YILDIZ Holding Yönetim Kurulu Başkanı Ali Ülker’in bir konuşması dikkatimi çekti. Gazeteler de bu konuşmayı haber yaptı. Ülker dedi ki;
“Dünyada fark yaratabileceğimiz en temel unsurlardan biri, tüm
şirketlerimizde ‘insanı’ merkeze koymak olmalı. Özellikle
gençlerimize daha fazla fırsat tanımamız gerekiyor. Hızlı adapte
olan, hızlı öğrenen genç bir nüfusumuz var. Yıldız Holding’de bu
gerçekten yola çıkarak, şirketlerimizde gençlere daha fazla yer
açabilmek adına ‘tecrübe’ şartını ortadan kaldırdık. Ayrıca
kadınların ekonomiye daha fazla katılımının önünü açmanın da son
derece önemli olduğunu düşünüyoruz. Bu nedenle Yıldız Holding Kadın
Platformu liderliğinde tüm şirketlerimizde kadınların daha görünür
olması ve yöneticilik pozisyonlarında daha fazla kadın çalışana
fırsat tanıyabilmeyi hedefliyoruz.”
Hepimizin önüne gençlerden talepler geliyor.
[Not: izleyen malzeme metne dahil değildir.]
use crate::coords::Vec2;

use super::fan_indices;

/// Vertex at which ear clipping begins its walk.
#[derive(Debug, Copy, Clone, Default, Eq, PartialEq, Hash)]
pub enum EarClipStart {
    #[default]
    First,
    /// Begin at vertex 1. Reproduces the triangle order of engines that start there.
    Second,
}

impl EarClipStart {
    #[inline]
    fn index(self) -> usize {
        match self {
            EarClipStart::First => 0,
            EarClipStart::Second => 1,
        }
    }
}

#[inline]
fn turn(a: Vec2, b: Vec2, c: Vec2) -> f32 {
    (b - a).cross(c - a)
}

/// Shoelace area. Positive when the loop turns with positive cross products.
pub fn signed_area(points: &[Vec2]) -> f32 {
    if points.len() < 3 {
        return 0.0;
    }
    let mut sum = 0.0f64;
    for (i, &p) in points.iter().enumerate() {
        let q = points[(i + 1) % points.len()];
        sum += p.x as f64 * q.y as f64 - q.x as f64 * p.y as f64;
    }
    (sum * 0.5) as f32
}

/// True when every non-degenerate turn of the closed loop has the same sign.
///
/// Fewer than three points, or a loop with no non-zero turn, is not convex.
pub fn is_convex(points: &[Vec2]) -> bool {
    let n = points.len();
    if n < 3 {
        return false;
    }

    let mut sign = 0.0f32;
    for i in 0..n {
        let t = turn(points[i], points[(i + 1) % n], points[(i + 2) % n]);
        if t == 0.0 {
            continue;
        }
        if sign == 0.0 {
            sign = t.signum();
        } else if t.signum() != sign {
            return false;
        }
    }
    sign != 0.0
}

/// Inclusive point-in-triangle test for a triangle with positive turn.
#[inline]
fn in_triangle(p: Vec2, a: Vec2, b: Vec2, c: Vec2) -> bool {
    turn(a, b, p) >= 0.0 && turn(b, c, p) >= 0.0 && turn(c, a, p) >= 0.0
}

/// Ear-clipping triangulation of a simple polygon.
///
/// Returns triangle indices into `points`. Winding is normalized first, so
/// either orientation works. A full pass without an ear stops the walk and the
/// triangles found so far are returned; self-intersecting input degrades this way.
pub fn triangulate(points: &[Vec2], start: EarClipStart) -> Vec<u32> {
    let n = points.len();
    if n < 3 {
        return Vec::new();
    }
    if n == 3 {
        return vec![0, 1, 2];
    }

    let mut next: Vec<usize> = (0..n).map(|i| (i + 1) % n).collect();
    let mut prev: Vec<usize> = (0..n).map(|i| (i + n - 1) % n).collect();

    let mut leftmost = 0;
    for (i, p) in points.iter().enumerate().skip(1) {
        let lm = points[leftmost];
        if p.x < lm.x || (p.x == lm.x && p.y < lm.y) {
            leftmost = i;
        }
    }
    if turn(points[prev[leftmost]], points[leftmost], points[next[leftmost]]) < 0.0 {
        std::mem::swap(&mut next, &mut prev);
    }

    let mut out = Vec::with_capacity((n - 2) * 3);
    let mut remaining = n;
    let mut skipped = 0;
    let mut current = start.index();

    while remaining > 3 {
        let p = prev[current];
        let c = next[current];

        if is_ear(points, &next, p, current, c) {
            out.extend([p as u32, current as u32, c as u32]);
            next[p] = c;
            prev[c] = p;
            remaining -= 1;
            skipped = 0;
        } else {
            skipped += 1;
            if skipped > remaining {
                log::debug!("ear clipping stalled with {remaining} vertices left");
                return out;
            }
        }
        current = c;
    }

    out.extend([prev[current] as u32, current as u32, next[current] as u32]);
    out
}

fn is_ear(points: &[Vec2], next: &[usize], p: usize, i: usize, n: usize) -> bool {
    let (a, b, c) = (points[p], points[i], points[n]);
    if turn(a, b, c) <= 0.0 {
        return false;
    }

    let mut j = next[n];
    while j != p {
        let q = points[j];
        if q != a && q != b && q != c && in_triangle(q, a, b, c) {
            return false;
        }
        j = next[j];
    }
    true
}

/// Triangle indices filling a polygon: a fan when convex, ear clipping otherwise.
pub fn fill_indices(points: &[Vec2], start: EarClipStart) -> Vec<u32> {
    if is_convex(points) {
        fan_indices(points.len()).collect()
    } else {
        triangulate(points, start)
    }
}

#[cfg(test)]
mod tests {
    use super::*;
    use core::f32::consts::TAU;

    fn pts(raw: &[(f32, f32)]) -> Vec<Vec2> {
        raw.iter().map(|&(x, y)| Vec2::new(x, y)).collect()
    }

    fn regular(n: usize, r: f32) -> Vec<Vec2> {
        (0..n).map(|i| Vec2::from_angle(i as f32 * TAU / n as f32) * r).collect()
    }

    fn triangle_area_sum(points: &[Vec2], idx: &[u32]) -> f32 {
        idx.chunks(3)
            .map(|t| {
                let (a, b, c) =
                    (points[t[0] as usize], points[t[1] as usize], points[t[2] as usize]);
                turn(a, b, c).abs() * 0.5
            })
            .sum()
    }

    fn assert_conserves_area(points: &[Vec2], start: EarClipStart) {
        let idx = triangulate(points, start);
        assert_eq!(idx.len() / 3, points.len() - 2, "triangle count for {points:?}");
        let expected = signed_area(points).abs();
        let got = triangle_area_sum(points, &idx);
        assert!((expected - got).abs() < 1e-3, "area {got} != {expected}");
    }

    // ── convexity ─────────────────────────────────────────────────────────

    #[test]
    fn square_and_regular_polygons_are_convex() {
        assert!(is_convex(&pts(&[(0.0, 0.0), (1.0, 0.0), (1.0, 1.0), (0.0, 1.0)])));
        for n in 3..12 {
            assert!(is_convex(&regular(n, 10.0)), "regular {n}-gon");
        }
    }

    #[test]
    fn degenerate_inputs_are_not_convex() {
        assert!(!is_convex(&[]));
        assert!(!is_convex(&pts(&[(0.0, 0.0), (1.0, 1.0)])));
        assert!(!is_convex(&pts(&[(0.0, 0.0), (1.0, 1.0), (2.0, 2.0)])));
    }

    #[test]
    fn concave_is_detected() {
        let arrow = pts(&[(0.0, 0.0), (4.0, 2.0), (0.0, 4.0), (1.0, 2.0)]);
        assert!(!is_convex(&arrow));
    }

    // ── ear clipping ──────────────────────────────────────────────────────

    #[test]
    fn concave_polygon_area_is_conserved() {
        let l_shape =
            pts(&[(0.0, 0.0), (4.0, 0.0), (4.0, 1.0), (1.0, 1.0), (1.0, 4.0), (0.0, 4.0)]);
        assert_conserves_area(&l_shape, EarClipStart::First);
        assert_conserves_area(&l_shape, EarClipStart::Second);
    }

    #[test]
    fn reversed_winding_is_handled() {
        let mut star: Vec<Vec2> = (0..10)
            .map(|i| {
                let r = if i % 2 == 0 { 10.0 } else { 4.0 };
                Vec2::from_angle(i as f32 * TAU / 10.0) * r
            })
            .collect();
        assert_conserves_area(&star, EarClipStart::First);
        star.reverse();
        assert_conserves_area(&star, EarClipStart::First);
        assert_conserves_area(&star, EarClipStart::Second);
    }

    #[test]
    fn start_offset_changes_first_ear() {
        let square = pts(&[(0.0, 0.0), (2.0, 0.0), (2.0, 2.0), (0.0, 2.0)]);
        let a = triangulate(&square, EarClipStart::First);
        let b = triangulate(&square, EarClipStart::Second);
        assert_eq!(&a[..3], &[3, 0, 1]);
        assert_eq!(&b[..3], &[0, 1, 2]);
    }

    #[test]
    fn self_intersecting_input_does_not_hang() {
        let bowtie = pts(&[(0.0, 0.0), (2.0, 2.0), (2.0, 0.0), (0.0, 2.0), (1.0, 3.0)]);
        let idx = triangulate(&bowtie, EarClipStart::First);
        assert!(idx.len() % 3 == 0);
        assert!(idx.len() / 3 <= bowtie.len() - 2);
    }

    #[test]
    fn fill_indices_uses_fan_for_convex() {
        let square = pts(&[(0.0, 0.0), (2.0, 0.0), (2.0, 2.0), (0.0, 2.0)]);
        assert_eq!(fill_indices(&square, EarClipStart::First), vec![0, 1, 2, 0, 2, 3]);
    }

    #[test]
    fn too_few_points_yield_nothing() {
        assert!(triangulate(&pts(&[(0.0, 0.0), (1.0, 0.0)]), EarClipStart::First).is_empty());
        assert_eq!(signed_area(&[]), 0.0);
    }
}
Ve ben de Ali Ülker gibi düşünüyorum.
Bugünün gençleri bizlerden çok daha farklı düşünüyorlar.
Aslında dünyada kariyere, deneyime bakış da çok değişti.
Teknoloji sayesinde bilgiye çok hızlı ulaşabiliyorsunuz.
Eğer aldığınız eğitim bütün bu bilgileri bir araya getirme şansını
size veriyorsa kariyer basamaklarını çok daha hızlı
çıkabiliyorsunuz.
Elbette deneyimi gözardı etmiyorum.
Ama birçok şirketin “tecrübe” ya da bir yerde çalışma şartının
değişmesinin gerektiğini düşünüyorum.
Ve Ali Ülker şöyle devam ediyor;
“Veriyi doğru analiz edebilmek, bizim gibi şirketler için giderek
daha önemli hale geliyor. Bizler Yıldız Holding’de çalışanlarımıza
veri bilimi alanında değer katacak önemli atılımlar
gerçekleştirdik. Veri biliminde uzman profesyonelleri, şirketimizin
orta kademe yöneticileriyle ortak projelerde bir araya getirerek,
kurum içi uzmanlığı artırdık. Veri bilimi konusunda bizleri
heyecanlandıran bir diğer projemiz de ‘Global Veri Yönetimi
Yönetişimi’ projesi oldu. Bu proje sayesinde Yıldız Holding’in tüm
dünyaya yayılan şirketlerindeki bilgi ağını ve büyük verisini,
birbiriyle etkileşim kuracak şekilde tasarlamak istiyoruz. Yıldız
Holding ve şirketlerinin performansını, etkileşimde olduğu
tüketicilerin davranışlarını, marka gelişimlerini yakından takip
edebilecek bir alt yapı oluşturduk. Böylece daha kapsamlı
analizlerle veriyi daha sağlıklı kılabilecek, yönetebilecek bir
konuma geleceğiz.”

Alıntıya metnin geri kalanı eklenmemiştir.